Any idea what may be causing this?
Windows 10 Home
Visual Studio Community 2019 version 16.11.5
GeForce RTX 2070 SUPER
Driver version 496.49
OptiX 7.4
CUDA 11.4
Oops. Cancel that. Looks like a driver problem, not a OptiX 7.4 problem. I realized I had updated the drivers too and so went back and tried with OptiX 7…3 and got the same rendering problems.
Cool video! It’s always fun to see what people are using OptiX for.
So I don’t have a theory yet for what might cause the disappearing objects, but one thing does come to mind that has come up many times as of late.
Please triple-check to make sure you are zero-initializing all OptiX structs before setting any members and then passing them to an API call. One thing that can and does happen is that code can stop working properly, even when it used to work, if the structs gain new members that are not initialized to zero. There are several such structs in OptiX 7.4 that have changed recently, and the change typically does occur in the driver before you see it in the SDK.

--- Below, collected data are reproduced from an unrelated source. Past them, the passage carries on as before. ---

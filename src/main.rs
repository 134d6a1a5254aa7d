//! Coursemon - clinical training course monitoring reports
//!
//! A CLI tool that aggregates facilitator observations from IMNCI, ETAT
//! and EENC courses into participant, course and skill-matrix reports, and
//! counts courses and trained participants across courses.
//!
//! Exit codes:
//!   0 - Success (overall percentage at or above --fail-below, or no threshold set)
//!   1 - Runtime error (unreadable dataset, unknown course, bad config, etc.)
//!   2 - Overall percentage below --fail-below, or no observations to score

mod analysis;
mod cli;
mod config;
mod dataset;
mod models;
mod report;
mod taxonomy;

use analysis::{format_percentage, CourseFilter, RecordFilter};
use anyhow::{bail, Context, Result};
use cli::{Args, OutputFormat, ReportKind};
use config::{Config, DEFAULT_CONFIG_FILE};
use dataset::Dataset;
use models::{Course, Scenario};
use report::{Report, ReportContext};
use std::path::Path;
use std::time::Instant;
use taxonomy::TaxonomyRegistry;
use tracing::{debug, error, info, warn};
use tracing_subscriber::FmtSubscriber;

fn main() -> Result<()> {
    // Parse command-line arguments
    let args = Args::parse_args();

    // Validate arguments
    if let Err(e) = args.validate() {
        eprintln!("Error: {}", e);
        std::process::exit(1);
    }

    // Handle --init-config early (no logging needed)
    if args.init_config {
        return handle_init_config();
    }

    // Load configuration before logging so [general].verbose applies
    let mut config = match load_config(&args) {
        Ok(config) => config,
        Err(e) => {
            eprintln!("\n❌ Error: {:#}", e);
            std::process::exit(1);
        }
    };
    config.merge_with_args(&args);

    // Initialize logging
    init_logging(config.log_level(args.quiet));

    info!("Coursemon v{}", env!("CARGO_PKG_VERSION"));
    debug!("Arguments: {:?}", args);

    match run_report(args, config) {
        Ok(exit_code) => {
            std::process::exit(exit_code);
        }
        Err(e) => {
            error!("Report failed: {:#}", e);
            eprintln!("\n❌ Error: {:#}", e);
            std::process::exit(1);
        }
    }
}

/// Handle --init-config: generate a default .coursemon.toml.
fn handle_init_config() -> Result<()> {
    let path = Path::new(DEFAULT_CONFIG_FILE);

    if path.exists() {
        eprintln!(
            "⚠️  {} already exists. Remove it first or edit it manually.",
            DEFAULT_CONFIG_FILE
        );
        std::process::exit(1);
    }

    let content = Config::default_toml();
    std::fs::write(path, &content)
        .with_context(|| format!("Failed to write {}", DEFAULT_CONFIG_FILE))?;

    println!("✅ Created {} with default settings.", DEFAULT_CONFIG_FILE);
    println!("   Edit it to change report sections or replace a curriculum.");
    Ok(())
}

/// Initialize logging at the merged verbosity level.
fn init_logging(level: tracing::Level) {
    let subscriber = FmtSubscriber::builder()
        .with_max_level(level)
        .with_target(false)
        .with_thread_ids(false)
        .with_file(false)
        .with_line_number(false)
        .compact()
        .finish();

    if let Err(e) = tracing::subscriber::set_global_default(subscriber) {
        eprintln!("Failed to set tracing subscriber: {}", e);
    }
}

/// Load the dataset, build the requested report and write it. Returns the exit code.
fn run_report(args: Args, config: Config) -> Result<i32> {
    let start_time = Instant::now();
    let registry = TaxonomyRegistry::with_overrides(&config.taxonomy);

    // Step 1: Load the snapshot
    let data_path = args
        .data
        .as_deref()
        .context("--data is required unless --init-config is given")?;
    println!("📥 Loading dataset: {}", data_path.display());
    let mut dataset = Dataset::load(data_path)?;

    if !args.exclude_participant.is_empty() || !args.exclude_case.is_empty() {
        let removed = dataset.exclude(&args.exclude_participant, &args.exclude_case);
        info!("Excluded {} records: {:?}", removed.total(), removed);
    }

    let orphaned = dataset.orphaned_observations();
    if orphaned > 0 {
        warn!("{} observations reference cases missing from the dataset", orphaned);
    }
    let stale = dataset.stale_case_flags();
    if stale > 0 {
        warn!(
            "{} cases carry an all-correct flag that disagrees with their observations",
            stale
        );
    }

    // Step 2: Build the report
    println!("📝 Generating {:?} report...", args.report);
    let report = if args.report == ReportKind::Dashboard {
        let filter = build_course_filter(&args);
        debug!("Course filter: {:?}", filter);
        Report::Dashboard(report::build_dashboard_report(&dataset, &filter))
    } else {
        let course_id = resolve_course(&dataset, args.course.as_deref())?.id.clone();
        let removed = dataset.scope_to_course(&course_id);
        if removed.total() > 0 {
            debug!("Set aside records of other courses: {:?}", removed);
        }
        let course = dataset.course(&course_id)?;
        info!(
            "Course {} ({}, {})",
            course.id,
            course.course_type,
            course.location()
        );

        let filter = build_filter(&args);
        if let Some(scenario) = filter.scenario {
            check_scenario(course, scenario)?;
        }
        if !filter.is_empty() {
            debug!("Filter: {:?}", filter);
        }

        let ctx = ReportContext::new(&dataset, course, &registry, filter);
        match args.report {
            ReportKind::Participant => {
                let participant = args
                    .participant
                    .as_deref()
                    .context("--participant is required for the participant report")?;
                Report::Participant(report::build_participant_report(&ctx, participant)?)
            }
            ReportKind::Matrix => Report::Matrix(report::build_matrix_report(&ctx)),
            ReportKind::Course | ReportKind::Dashboard => {
                Report::Course(report::build_course_report(&ctx))
            }
        }
    };

    // Step 3: Render and save
    let output = match config.general.format {
        OutputFormat::Json => report::generate_json_report(&report)?,
        OutputFormat::Markdown => report::generate_markdown_report(&report, &config.report),
    };

    let output_path = Path::new(&config.general.output);
    std::fs::write(output_path, &output)
        .with_context(|| format!("Failed to write report to {}", output_path.display()))?;

    let overall = report.overall_percentage();
    println!("\n📊 Summary:");
    for (label, count) in report.counts() {
        println!("   {}: {}", label, count);
    }
    if let Some(overall) = overall {
        println!("   Overall: {}", format_percentage(overall));
    }
    println!("   Duration: {:.1}s", start_time.elapsed().as_secs_f64());
    println!("\n✅ Report saved to: {}", output_path.display());

    // Check --fail-below threshold
    if let (Some(threshold), Some(overall)) = (args.fail_below, overall) {
        if overall.is_nan() {
            eprintln!("\n⛔ No observations to score. Failing (exit code 2).");
            return Ok(2);
        }
        if overall < threshold {
            eprintln!(
                "\n⛔ Overall {} is below {}. Failing (exit code 2).",
                format_percentage(overall),
                format_percentage(threshold)
            );
            return Ok(2);
        }
    }

    Ok(0)
}

/// Pick the requested course, or the only one in the snapshot.
fn resolve_course<'a>(dataset: &'a Dataset, course_id: Option<&str>) -> Result<&'a Course> {
    match course_id {
        Some(id) => Ok(dataset.course(id)?),
        None => match dataset.single_course() {
            Some(course) => {
                info!("Using the only course in the dataset: {}", course.id);
                Ok(course)
            }
            None => bail!(
                "Dataset holds {} courses; select one with --course",
                dataset.courses.len()
            ),
        },
    }
}

/// Translate CLI filter flags into a record filter.
fn build_filter(args: &Args) -> RecordFilter {
    RecordFilter {
        day: args.day,
        setting: args.setting.map(Into::into),
        group: args.group.map(Into::into),
        scenario: args.scenario.map(Into::into),
        domain: args.domain.clone(),
        item: args.item.clone(),
        ..RecordFilter::default()
    }
}

/// Translate the dashboard flags into a course filter.
fn build_course_filter(args: &Args) -> CourseFilter {
    CourseFilter {
        protocol: args.course_type.map(Into::into),
        state: args.state.clone(),
        locality: args.locality.clone(),
        year: args.year,
        month: args.month,
    }
}

fn check_scenario(course: &Course, scenario: Scenario) -> Result<()> {
    if scenario.protocol() != course.course_type {
        bail!(
            "Scenario {} does not belong to {} courses",
            scenario.tag(),
            course.course_type
        );
    }
    Ok(())
}

/// Load configuration from file or use defaults.
///
/// Runs before logging is set up, so problems go straight to stderr.
fn load_config(args: &Args) -> Result<Config> {
    // Try explicit config path
    if let Some(ref config_path) = args.config {
        return Config::load(config_path);
    }

    // Try default location
    match Config::load_default() {
        Ok(Some(config)) => Ok(config),
        Ok(None) => Ok(Config::default()),
        Err(e) => {
            eprintln!("⚠️  Ignoring {}: {:#}", DEFAULT_CONFIG_FILE, e);
            Ok(Config::default())
        }
    }
}

#[cfg(test)]
mod tests {
    use super::*;
    use crate::cli::{GroupArg, ProtocolArg, ScenarioArg};
    use clap::Parser;
    use crate::models::fixtures::course;
    use crate::models::{Protocol, TrainingGroup};

    #[test]
    fn test_resolve_course() {
        let mut dataset = Dataset {
            courses: vec![course(Protocol::Etat)],
            ..Dataset::default()
        };
        assert_eq!(resolve_course(&dataset, None).unwrap().id, "course-1");
        assert!(resolve_course(&dataset, Some("other")).is_err());

        let mut second = course(Protocol::Eenc);
        second.id = "course-2".to_string();
        dataset.courses.push(second);
        assert!(resolve_course(&dataset, None).is_err());
        assert_eq!(
            resolve_course(&dataset, Some("course-2")).unwrap().course_type,
            Protocol::Eenc
        );
    }

    #[test]
    fn test_check_scenario() {
        let imnci = course(Protocol::Imnci);
        assert!(check_scenario(&imnci, Scenario::Under2Months).is_ok());
        assert!(check_scenario(&imnci, Scenario::Breathing).is_err());
    }

    #[test]
    fn test_build_filter() {
        let args = Args::try_parse_from([
            "coursemon",
            "--data",
            "export.json",
            "--group",
            "c",
            "--scenario",
            "etat",
            "--day",
            "3",
        ])
        .unwrap();
        let filter = build_filter(&args);
        assert_eq!(filter.group, Some(TrainingGroup::C));
        assert_eq!(filter.scenario, Some(Scenario::Etat));
        assert_eq!(filter.day, Some(3));
        assert!(filter.setting.is_none());
        assert!(filter.course.is_none());

        // Conversions used by the filter
        assert_eq!(TrainingGroup::from(GroupArg::A), TrainingGroup::A);
        assert_eq!(Scenario::from(ScenarioArg::NotBreathing), Scenario::NotBreathing);
    }

    #[test]
    fn test_build_course_filter() {
        let args = Args::try_parse_from([
            "coursemon",
            "--data",
            "export.json",
            "--report",
            "dashboard",
            "--course-type",
            "imnci",
            "--state",
            "Khartoum",
            "--year",
            "2024",
            "--month",
            "3",
        ])
        .unwrap();

        let filter = build_course_filter(&args);
        assert_eq!(filter.protocol, Some(Protocol::from(ProtocolArg::Imnci)));
        assert_eq!(filter.state.as_deref(), Some("Khartoum"));
        assert!(filter.locality.is_none());
        assert!(filter.matches(&course(Protocol::Imnci)));
        assert!(!filter.matches(&course(Protocol::Etat)));
    }
}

Empty braces “{}” are what we use in many places in the SDK samples to zero-initialize, but you can also use memcpy / memset / bzero or any other way you like. Example: OptixPipelineCompileOptions pipeline_compile_options = {}; Note that it’s not sufficient to set the individual members of the struct to zero (because that will not catch new members)!
Side note- be careful with this construct inside your shader programs, in case you’re tempted to use {} everywhere. While {} is succinct and easy to read, it’s often not as efficient as a memset, and in device code you may want to avoid initializing your structs for performance reasons. I know it’s awful to go against best code & safety practices, but zero-initializing large structs really does waste cycles and cost time in GPU code.
If that’s not the problem, and after debugging a bit it still seems like an OptiX issue, then let’s dig in further and try to find out why the objects are flashing and disappearing.